Nos Amours emprisonnés, extrait de Physalis ©, pièce de théâtre de Sebastian Regert.

 

Le manque

« LE STUDIO. Il n’a pas besoin de me frapper, de m’insulter pour me faire mal. Il lui suffit de me regarder. Quand dans ses yeux je ne vois rien. Parfois, il est aussi froid que ses yeux sont durs. Jette ses pupilles sur moi. Pierres gelées. C’est à la figure que je les reçois. Un seul de ses regards pourrait me lyncher. Le dos tourné, il se fait plus violent encore. Barbare dans le rien, dans l’absent. Il me lapide, me massacre, sans effusion de sang, m’écorche l’âme. Il fait traîner l’agonie. Et j’aime ça. Ce pouvoir de destructions qu’il a sur moi. Je dois être fou, moi aussi. À désirer la ruine, l’ensevelissement. Disparaître sous ses pieds, définitivement. Qu’il m’enterre vivant. Et que sur ma tombe il bâtisse son empire. Je dois être malade. Peu importe, puisque j’en jouis. J’attends le prochain coup, pourvu qu’il soit de lui. Sa distance, son silence. Il me fascine. Il est plus fort que n’importe quelle came. Plus fort que la tise, le shit, la coke, l’ecsta et l’héro réunis. Plus que les acides, les champis, les cachetons. Il est au-delà de ça. Il agit même quand il n’est pas. Sans m’avoir donné quoi que ce soit. Il fait subir le manque sans jamais avoir été là. »

 

Le manque, extrait de Physalis ©, pièce de théâtre de Sebastian Regert.

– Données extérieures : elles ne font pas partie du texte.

//! adaptutor CLI — the user-facing command-line interface.

use std::path::PathBuf;
use std::process;

use clap::{Parser, Subcommand};

use adaptutor_core::model::Subject;

mod commands;

use commands::GlobalArgs;

#[derive(Parser)]
#[command(name = "adaptutor", version, about = "Adaptive assessments for school learners")]
struct Cli {
    /// Config file path
    #[arg(long, global = true)]
    config: Option<PathBuf>,

    /// Directory holding learner progress (overrides the config file)
    #[arg(long, global = true)]
    data_dir: Option<PathBuf>,

    #[command(subcommand)]
    command: Commands,
}

#[derive(Subcommand)]
enum Commands {
    /// Generate an adaptive question set for a learner
    Questions {
        /// Learner identifier
        #[arg(long)]
        learner: String,

        /// School grade (1-12)
        #[arg(long)]
        grade: u8,

        /// Math, English, or Both
        #[arg(long)]
        subject: Subject,

        /// Provider name from the config file
        #[arg(long)]
        provider: Option<String>,

        /// Model to generate with
        #[arg(long)]
        model: Option<String>,

        /// Also write the question set to this file
        #[arg(long)]
        output: Option<PathBuf>,
    },

    /// Score a completed round and update the learner's progress
    Evaluate {
        /// Learner identifier
        #[arg(long)]
        learner: String,

        /// School grade (1-12)
        #[arg(long)]
        grade: u8,

        /// Math, English, or Both
        #[arg(long)]
        subject: Subject,

        /// Question set JSON (as written by `questions --output`)
        #[arg(long)]
        questions: PathBuf,

        /// JSON object mapping question id to the chosen option
        #[arg(long)]
        answers: Option<PathBuf>,

        /// A single answer as ID=OPTION (repeatable)
        #[arg(long = "answer", value_name = "ID=OPTION")]
        answer: Vec<String>,
    },

    /// Show a learner's progress
    Progress {
        /// Learner identifier
        #[arg(long)]
        learner: String,

        /// Limit to one subject
        #[arg(long)]
        subject: Option<Subject>,

        /// Print raw JSON records
        #[arg(long)]
        json: bool,
    },

    /// Build a weekly study plan from the learner's progress
    Plan {
        /// Learner identifier
        #[arg(long)]
        learner: String,

        /// School grade (1-12)
        #[arg(long)]
        grade: u8,

        /// Math, English, or Both
        #[arg(long)]
        subject: Subject,

        /// Learner's display name for the plan greeting
        #[arg(long)]
        name: Option<String>,

        /// Provider name from the config file
        #[arg(long)]
        provider: Option<String>,

        /// Model to generate with
        #[arg(long)]
        model: Option<String>,
    },

    /// List available models
    ListModels {
        /// Filter to specific provider
        #[arg(long)]
        provider: Option<String>,
    },

    /// Create a starter config
    Init,
}

#[tokio::main]
async fn main() {
    let mut filter = tracing_subscriber::EnvFilter::from_default_env();
    if let Ok(directive) = "adaptutor=info".parse::<tracing_subscriber::filter::Directive>() {
        filter = filter.add_directive(directive);
    }
    tracing_subscriber::fmt()
        .with_env_filter(filter)
        .with_writer(std::io::stderr)
        .init();

    let cli = Cli::parse();
    let global = GlobalArgs {
        config: cli.config,
        data_dir: cli.data_dir,
    };

    let result = match cli.command {
        Commands::Questions {
            learner,
            grade,
            subject,
            provider,
            model,
            output,
        } => {
            commands::questions::execute(&global, learner, grade, subject, provider, model, output)
                .await
        }
        Commands::Evaluate {
            learner,
            grade,
            subject,
            questions,
            answers,
            answer,
        } => {
            commands::evaluate::execute(
                &global, learner, grade, subject, questions, answers, answer,
            )
            .await
        }
        Commands::Progress {
            learner,
            subject,
            json,
        } => commands::progress::execute(&global, learner, subject, json).await,
        Commands::Plan {
            learner,
            grade,
            subject,
            name,
            provider,
            model,
        } => commands::plan::execute(&global, learner, grade, subject, name, provider, model).await,
        Commands::ListModels { provider } => commands::list_models::execute(&global, provider),
        Commands::Init => commands::init::execute(),
    };

    if let Err(e) = result {
        eprintln!("Error: {e:#}");
        process::exit(1);
    }
}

Les craquements du plancher

« L’APPARTEMENT. Je quitte l’appartement, me fond dans la nuit. Ombre parmi les ombres, j’observe ce qui m’entoure. Les lumières des immeubles, les terrasses bondées, leur chaleur venant me caresser. Dans les restaurants, des tête-à-tête, des sourires. Des conversations dont je ne saurai jamais rien. On ne me regarde pas. On ne me voit pas. Je les quitte à regret, j’aurai aimé connaître leurs secrets, ceux qu’ils n’ont peut-être pas. Je regarde les anonymes. Les vivants. Je les contemple et aimerai être des leurs. Je les contemple et comprends que déjà, je suis morte. Que ceci n’est pas vivre. J’erre pendant de longues minutes. Il y a tant de monde dans les rues. Partout. Tant de monde. Comment puis-je être seule. Aussi seule. C’est sûrement que je dois le vouloir un peu. Sûrement que je le veux. Je le veux. Je rentre chez moi. Je rentre toujours. Et je fais les cent pas. Pour écouter le bruit de mes talons sur le parquet. Parce que ma respiration, parce que les battements de mon cœur sont trop infimes, imperceptibles, j’écoute le bruit de mes talons. Comme une preuve de mon existence. Le bruit de mes talons. Pour rompre le silence. Les craquements du plancher sont aussi les miens. Et vient toujours l’heure où je rejoins ce lit trop grand, m’endors seule dans cette quiétude qui m’enveloppe jusqu’à m’étouffer et pèse au-dessus de moi comme une menace constante. »

 

Les craquements du plancher, extrait de Physalis ©, pièce de théâtre de Sebastian Regert.